Microglia is the central nervous system (CNS) macrophage: it modulates the neural environment and is involved in neuro-inflammation. In case of peripheral neural lesion, microglial cells at the corresponding spinal cord levels are activated. This phenomenon is related to membrane current changes, potassium currents among others. Thus, we chose to study the microglial potassium channels in order to better understand this process. We focused on Kv1.3, Kv1.5 and KIR2.1.
Material and method
We worked with spared nerve injury (SNI) model in CX3CR1 – Green fluorescent protein (GFP) mutated mice. The animals were sacrificed at different timings after surgery.

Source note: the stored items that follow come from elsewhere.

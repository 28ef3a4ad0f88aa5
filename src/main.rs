use std::fs;
use std::path::{Path, PathBuf};
use std::process;

use clap::{ArgAction, Parser};
use log::{LevelFilter, debug, info};
use serde::Serialize;

use md2notion::{Config, Root};

#[derive(Parser)]
#[command(name = "md2notion")]
#[command(about = "Convert Markdown files to Notion block JSON")]
struct Cli {
    /// Input Markdown file (or mdast JSON with --ast)
    input: PathBuf,

    /// Output JSON file (defaults to stdout)
    #[arg(short, long)]
    output: Option<PathBuf>,

    /// Emit a rich-text array instead of blocks; the input must be a single paragraph
    #[arg(long)]
    inline: bool,

    /// Read the input as an mdast JSON tree instead of Markdown
    #[arg(long)]
    ast: bool,

    /// Print the parsed tree as mdast JSON and exit
    #[arg(long, conflicts_with = "ast")]
    emit_ast: bool,

    /// Config file
    #[arg(short, long, default_value = "md2notion.toml")]
    config: PathBuf,

    /// Single-line JSON output
    #[arg(long)]
    compact: bool,

    /// Increase log verbosity (-v info, -vv debug, -vvv trace)
    #[arg(short, long, action = ArgAction::Count)]
    verbose: u8,
}

fn main() {
    let cli = Cli::parse();

    env_logger::Builder::from_default_env()
        .filter_level(match cli.verbose {
            0 => LevelFilter::Warn,
            1 => LevelFilter::Info,
            2 => LevelFilter::Debug,
            _ => LevelFilter::Trace,
        })
        .init();

    let config = match Config::load_or_default(&cli.config) {
        Ok(config) => config,
        Err(e) => fail(e),
    };
    debug!("using config {config:?}");
    let pretty = config.output.pretty && !cli.compact;

    // Read input file
    let input = match fs::read_to_string(&cli.input) {
        Ok(content) => content,
        Err(e) => fail(format!("Error reading {}: {}", cli.input.display(), e)),
    };

    let root = if cli.ast {
        match serde_json::from_str::<Root>(&input) {
            Ok(root) => root,
            Err(e) => fail(format!("Invalid mdast JSON in {}: {}", cli.input.display(), e)),
        }
    } else {
        md2notion::parse_with_config(&input, &config)
    };
    info!(
        "parsed {} with {} top-level nodes",
        cli.input.display(),
        root.children.len()
    );

    let json = if cli.emit_ast {
        to_json(&root, pretty)
    } else if cli.inline {
        match md2notion::convert_inline_only(&root) {
            Ok(runs) => to_json(&runs, pretty),
            Err(e) => fail(e),
        }
    } else {
        to_json(&md2notion::convert_document(&root), pretty)
    };

    match cli.output {
        Some(output) => write_output(&output, json),
        None => println!("{json}"),
    }
}

fn to_json<T: Serialize>(value: &T, pretty: bool) -> String {
    let result = if pretty {
        serde_json::to_string_pretty(value)
    } else {
        serde_json::to_string(value)
    };
    match result {
        Ok(json) => json,
        Err(e) => fail(format!("Error serializing output: {}", e)),
    }
}

fn write_output(path: &Path, json: String) {
    if let Err(e) = fs::write(path, json) {
        fail(format!("Error writing {}: {}", path.display(), e));
    }
    info!("wrote {}", path.display());
}

fn fail(message: impl std::fmt::Display) -> ! {
    eprintln!("Error: {}", message);
    process::exit(1);
}
use serde::ser::{Serialize, SerializeMap, Serializer};

/// Inline formatting flags carried by a run of text
#[derive(Debug, Clone, Copy, Default, PartialEq, Eq)]
pub struct Annotations {
    pub bold: bool,
    pub italic: bool,
    pub strikethrough: bool,
    pub code: bool,
}

/// One contiguous styled span of text
#[derive(Debug, Clone, Default, PartialEq, Eq)]
pub struct RichText {
    pub text: String,
    pub annotations: Annotations,
    pub url: Option<String>,
}

impl RichText {
    pub fn new(text: impl Into<String>, annotations: Annotations, url: Option<String>) -> Self {
        Self {
            text: text.into(),
            annotations,
            url,
        }
    }

    /// A run with no formatting and no link.
    pub fn plain(text: impl Into<String>) -> Self {
        Self::new(text, Annotations::default(), None)
    }
}

/// Output blocks, one per entry in the target API's `children` array
#[derive(Debug, Clone, PartialEq, Eq)]
pub enum Block {
    Paragraph(Vec<RichText>),
    HeadingOne(Vec<RichText>),
    HeadingTwo(Vec<RichText>),
    HeadingThree(Vec<RichText>),
    BulletedListItem(Vec<RichText>),
    NumberedListItem(Vec<RichText>),
    ToDo { checked: bool, text: Vec<RichText> },
    Image { url: String },
}

impl Block {
    /// Discriminator used for both the `type` field and the payload key.
    pub fn kind(&self) -> &'static str {
        match self {
            Block::Paragraph(_) => "paragraph",
            Block::HeadingOne(_) => "heading_1",
            Block::HeadingTwo(_) => "heading_2",
            Block::HeadingThree(_) => "heading_3",
            Block::BulletedListItem(_) => "bulleted_list_item",
            Block::NumberedListItem(_) => "numbered_list_item",
            Block::ToDo { .. } => "to_do",
            Block::Image { .. } => "image",
        }
    }

    /// Rich text of a text-bearing block, None for images.
    pub fn text(&self) -> Option<&[RichText]> {
        match self {
            Block::Paragraph(text)
            | Block::HeadingOne(text)
            | Block::HeadingTwo(text)
            | Block::HeadingThree(text)
            | Block::BulletedListItem(text)
            | Block::NumberedListItem(text)
            | Block::ToDo { text, .. } => Some(text),
            Block::Image { .. } => None,
        }
    }
}

pub fn paragraph(text: Vec<RichText>) -> Block {
    Block::Paragraph(text)
}

pub fn heading_one(text: Vec<RichText>) -> Block {
    Block::HeadingOne(text)
}

pub fn heading_two(text: Vec<RichText>) -> Block {
    Block::HeadingTwo(text)
}

pub fn heading_three(text: Vec<RichText>) -> Block {
    Block::HeadingThree(text)
}

pub fn bulleted_list_item(text: Vec<RichText>) -> Block {
    Block::BulletedListItem(text)
}

pub fn numbered_list_item(text: Vec<RichText>) -> Block {
    Block::NumberedListItem(text)
}

pub fn to_do(checked: bool, text: Vec<RichText>) -> Block {
    Block::ToDo { checked, text }
}

pub fn image(url: impl Into<String>) -> Block {
    Block::Image { url: url.into() }
}

// Wire shapes. Kept private so the public model stays free of API noise
// such as the always-false `underline` flag.

#[derive(serde::Serialize)]
struct TextPayload<'a> {
    text: &'a [RichText],
    #[serde(skip_serializing_if = "Option::is_none")]
    checked: Option<bool>,
}

#[derive(serde::Serialize)]
struct ImagePayload<'a> {
    #[serde(rename = "type")]
    kind: &'static str,
    external: ExternalUrl<'a>,
}

#[derive(serde::Serialize)]
struct ExternalUrl<'a> {
    url: &'a str,
}

#[derive(serde::Serialize)]
struct RichTextWire<'a> {
    #[serde(rename = "type")]
    kind: &'static str,
    text: TextContent<'a>,
    annotations: AnnotationsWire,
}

#[derive(serde::Serialize)]
struct TextContent<'a> {
    content: &'a str,
    link: Option<LinkWire<'a>>,
}

#[derive(serde::Serialize)]
struct LinkWire<'a> {
    url: &'a str,
}

#[derive(serde::Serialize)]
struct AnnotationsWire {
    bold: bool,
    italic: bool,
    strikethrough: bool,
    underline: bool,
    code: bool,
}

impl Serialize for RichText {
    fn serialize<S: Serializer>(&self, serializer: S) -> Result<S::Ok, S::Error> {
        let a = self.annotations;
        RichTextWire {
            kind: "text",
            text: TextContent {
                content: &self.text,
                link: self.url.as_deref().map(|url| LinkWire { url }),
            },
            annotations: AnnotationsWire {
                bold: a.bold,
                italic: a.italic,
                strikethrough: a.strikethrough,
                underline: false,
                code: a.code,
            },
        }
        .serialize(serializer)
    }
}

impl Serialize for Block {
    fn serialize<S: Serializer>(&self, serializer: S) -> Result<S::Ok, S::Error> {
        let kind = self.kind();
        let mut map = serializer.serialize_map(Some(3))?;
        map.serialize_entry("object", "block")?;
        map.serialize_entry("type", kind)?;
        match self {
            Block::ToDo { checked, text } => map.serialize_entry(
                kind,
                &TextPayload {
                    text,
                    checked: Some(*checked),
                },
            )?,
            Block::Image { url } => map.serialize_entry(
                kind,
                &ImagePayload {
                    kind: "external",
                    external: ExternalUrl { url },
                },
            )?,
            Block::Paragraph(text)
            | Block::HeadingOne(text)
            | Block::HeadingTwo(text)
            | Block::HeadingThree(text)
            | Block::BulletedListItem(text)
            | Block::NumberedListItem(text) => {
                map.serialize_entry(kind, &TextPayload { text, checked: None })?
            }
        }
        map.end()
    }
}
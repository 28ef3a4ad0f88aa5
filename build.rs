use std::fs;

fn main() {
    // Validate the embedded default config at compile time
    let config_path = "src/default_config.toml";
    println!("cargo:rerun-if-changed={}", config_path);

    let content = fs::read_to_string(config_path).expect("Failed to read default_config.toml");

    let table = match content.parse::<toml::Table>() {
        Ok(table) => table,
        Err(e) => panic!("Invalid default_config.toml: {}", e),
    };

    for section in ["markdown", "output"] {
        if !table.get(section).is_some_and(toml::Value::is_table) {
            panic!("default_config.toml is missing the [{}] table", section);
        }
    }
}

We used spinal cord complete tissues from L3-L4-L5 levels and studied them with 2 different technics. First we used immunofluorescence to locate the channels at the microglial membrane. Secondly, we used Western-Blot to quantify the potassium channel expression prior to and after microglial activation.
Results
SNI induces a strong microglial proliferation in the spinal cord. The immunofluorescence shows that Kv1.3 is localized on microglial cells. The same occurs for KIR2.1 in a lesser way, but not for Kv1.5. A strong unspecific background signal prevented us from quantifying the channel expression. The Western Blot couldn’t be interpreted due to unspecific signal. Further experiments need to be done to find the right conditions to analyze the channels expression in a quantitative way.